About this exercise: Using the records below, give again exactly the lines from the line that contains "let mut ticker" through the line that contains "let offset = i64::try_from(step", both ends included, and only those.

Data under study:
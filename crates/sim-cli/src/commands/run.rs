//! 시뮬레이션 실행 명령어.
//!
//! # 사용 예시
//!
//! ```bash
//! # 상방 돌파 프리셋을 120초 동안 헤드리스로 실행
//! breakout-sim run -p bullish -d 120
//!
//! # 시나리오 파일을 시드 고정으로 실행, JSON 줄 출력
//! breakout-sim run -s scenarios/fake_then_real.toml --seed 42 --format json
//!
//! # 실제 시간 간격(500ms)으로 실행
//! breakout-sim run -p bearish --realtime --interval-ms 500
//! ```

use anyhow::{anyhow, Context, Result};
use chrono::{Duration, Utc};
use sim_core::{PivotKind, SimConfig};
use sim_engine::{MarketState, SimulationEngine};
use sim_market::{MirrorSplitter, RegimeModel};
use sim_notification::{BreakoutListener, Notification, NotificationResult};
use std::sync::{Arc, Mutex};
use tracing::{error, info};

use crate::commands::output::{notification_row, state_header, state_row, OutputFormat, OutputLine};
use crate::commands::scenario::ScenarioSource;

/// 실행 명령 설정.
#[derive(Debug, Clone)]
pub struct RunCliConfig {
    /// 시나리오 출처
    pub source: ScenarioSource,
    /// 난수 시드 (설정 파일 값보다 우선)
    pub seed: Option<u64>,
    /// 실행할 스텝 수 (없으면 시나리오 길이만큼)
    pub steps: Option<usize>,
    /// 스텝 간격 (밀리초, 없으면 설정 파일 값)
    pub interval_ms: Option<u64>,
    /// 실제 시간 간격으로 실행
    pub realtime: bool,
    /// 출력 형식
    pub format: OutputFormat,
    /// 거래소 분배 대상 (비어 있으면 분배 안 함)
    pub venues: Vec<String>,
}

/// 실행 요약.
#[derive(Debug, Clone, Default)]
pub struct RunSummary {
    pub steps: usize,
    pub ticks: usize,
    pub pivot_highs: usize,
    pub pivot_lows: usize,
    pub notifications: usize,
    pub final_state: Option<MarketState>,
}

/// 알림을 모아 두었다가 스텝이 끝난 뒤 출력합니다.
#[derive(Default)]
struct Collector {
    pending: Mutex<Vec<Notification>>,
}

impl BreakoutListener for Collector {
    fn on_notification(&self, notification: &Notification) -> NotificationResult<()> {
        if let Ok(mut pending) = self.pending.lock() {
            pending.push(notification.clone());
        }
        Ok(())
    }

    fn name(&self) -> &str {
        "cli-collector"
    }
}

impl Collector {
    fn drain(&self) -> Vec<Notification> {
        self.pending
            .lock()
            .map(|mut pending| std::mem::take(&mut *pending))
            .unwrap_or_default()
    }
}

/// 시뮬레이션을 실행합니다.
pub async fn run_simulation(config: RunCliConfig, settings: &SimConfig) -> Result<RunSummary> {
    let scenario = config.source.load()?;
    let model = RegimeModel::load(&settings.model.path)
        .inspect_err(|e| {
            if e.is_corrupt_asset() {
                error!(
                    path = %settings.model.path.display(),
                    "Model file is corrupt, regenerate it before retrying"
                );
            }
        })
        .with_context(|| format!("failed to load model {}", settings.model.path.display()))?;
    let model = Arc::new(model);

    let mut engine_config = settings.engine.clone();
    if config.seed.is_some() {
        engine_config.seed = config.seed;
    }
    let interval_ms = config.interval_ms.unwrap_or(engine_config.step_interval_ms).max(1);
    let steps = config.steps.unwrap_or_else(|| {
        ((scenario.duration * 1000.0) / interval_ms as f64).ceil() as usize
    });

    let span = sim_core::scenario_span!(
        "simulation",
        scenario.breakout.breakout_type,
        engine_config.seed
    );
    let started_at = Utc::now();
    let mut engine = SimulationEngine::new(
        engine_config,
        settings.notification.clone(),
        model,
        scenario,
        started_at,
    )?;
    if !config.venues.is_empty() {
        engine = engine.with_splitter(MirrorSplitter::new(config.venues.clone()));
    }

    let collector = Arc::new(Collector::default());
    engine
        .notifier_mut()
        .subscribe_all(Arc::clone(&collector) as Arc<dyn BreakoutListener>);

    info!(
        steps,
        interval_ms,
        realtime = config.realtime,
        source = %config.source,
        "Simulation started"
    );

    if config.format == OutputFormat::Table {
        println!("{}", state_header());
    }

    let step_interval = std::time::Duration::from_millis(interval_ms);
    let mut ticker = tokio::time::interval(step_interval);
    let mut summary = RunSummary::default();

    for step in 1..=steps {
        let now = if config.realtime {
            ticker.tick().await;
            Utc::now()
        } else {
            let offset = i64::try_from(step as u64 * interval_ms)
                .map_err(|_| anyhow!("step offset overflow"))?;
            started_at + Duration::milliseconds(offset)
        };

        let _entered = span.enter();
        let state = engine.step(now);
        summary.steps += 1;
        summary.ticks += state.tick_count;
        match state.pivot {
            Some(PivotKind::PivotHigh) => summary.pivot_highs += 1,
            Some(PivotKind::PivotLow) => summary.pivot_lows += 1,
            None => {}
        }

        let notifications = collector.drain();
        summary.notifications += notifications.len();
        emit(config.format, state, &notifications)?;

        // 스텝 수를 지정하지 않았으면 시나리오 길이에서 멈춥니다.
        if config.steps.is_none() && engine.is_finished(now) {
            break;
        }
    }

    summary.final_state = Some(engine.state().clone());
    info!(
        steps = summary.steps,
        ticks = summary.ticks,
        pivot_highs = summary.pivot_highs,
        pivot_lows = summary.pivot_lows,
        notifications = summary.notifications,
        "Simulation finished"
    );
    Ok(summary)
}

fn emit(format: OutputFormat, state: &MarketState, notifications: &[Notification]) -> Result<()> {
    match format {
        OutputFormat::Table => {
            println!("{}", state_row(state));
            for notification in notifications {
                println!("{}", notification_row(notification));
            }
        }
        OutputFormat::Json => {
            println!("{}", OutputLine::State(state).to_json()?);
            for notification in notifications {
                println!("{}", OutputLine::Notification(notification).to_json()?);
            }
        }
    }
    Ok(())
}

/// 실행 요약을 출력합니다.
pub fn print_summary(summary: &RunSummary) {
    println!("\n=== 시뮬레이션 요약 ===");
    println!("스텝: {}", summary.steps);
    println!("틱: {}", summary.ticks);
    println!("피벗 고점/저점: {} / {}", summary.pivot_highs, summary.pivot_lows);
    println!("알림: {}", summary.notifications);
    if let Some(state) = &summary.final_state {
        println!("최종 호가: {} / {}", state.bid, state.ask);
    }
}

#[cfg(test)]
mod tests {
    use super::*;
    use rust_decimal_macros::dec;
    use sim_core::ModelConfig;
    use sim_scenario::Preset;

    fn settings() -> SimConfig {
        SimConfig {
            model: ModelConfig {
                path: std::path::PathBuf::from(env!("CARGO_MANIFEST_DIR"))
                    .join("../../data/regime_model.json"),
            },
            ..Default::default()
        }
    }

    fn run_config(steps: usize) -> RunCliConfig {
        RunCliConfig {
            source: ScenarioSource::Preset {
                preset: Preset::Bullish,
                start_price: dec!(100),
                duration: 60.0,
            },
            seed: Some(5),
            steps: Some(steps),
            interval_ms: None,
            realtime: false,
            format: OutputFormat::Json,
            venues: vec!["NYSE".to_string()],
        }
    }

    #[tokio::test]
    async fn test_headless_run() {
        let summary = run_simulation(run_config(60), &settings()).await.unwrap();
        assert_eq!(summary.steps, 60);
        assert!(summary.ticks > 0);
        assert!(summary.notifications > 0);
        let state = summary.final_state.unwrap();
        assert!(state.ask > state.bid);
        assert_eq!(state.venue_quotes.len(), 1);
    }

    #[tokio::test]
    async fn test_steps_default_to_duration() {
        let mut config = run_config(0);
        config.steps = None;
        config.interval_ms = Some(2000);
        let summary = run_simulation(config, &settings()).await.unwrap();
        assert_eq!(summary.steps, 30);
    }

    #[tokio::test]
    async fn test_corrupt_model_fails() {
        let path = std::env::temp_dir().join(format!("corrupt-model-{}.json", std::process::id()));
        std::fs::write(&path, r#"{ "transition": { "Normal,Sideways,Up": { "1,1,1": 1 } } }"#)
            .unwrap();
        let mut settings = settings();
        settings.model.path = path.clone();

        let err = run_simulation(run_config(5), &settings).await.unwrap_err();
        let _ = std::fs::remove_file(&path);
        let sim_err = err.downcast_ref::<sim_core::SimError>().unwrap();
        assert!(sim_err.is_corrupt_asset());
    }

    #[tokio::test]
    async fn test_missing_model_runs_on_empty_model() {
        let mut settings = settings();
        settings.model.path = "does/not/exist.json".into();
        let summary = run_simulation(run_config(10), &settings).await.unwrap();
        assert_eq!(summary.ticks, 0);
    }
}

Worked solution:
    let mut ticker = tokio::time::interval(step_interval);
    let mut summary = RunSummary::default();

    for step in 1..=steps {
        let now = if config.realtime {
            ticker.tick().await;
            Utc::now()
        } else {
            let offset = i64::try_from(step as u64 * interval_ms)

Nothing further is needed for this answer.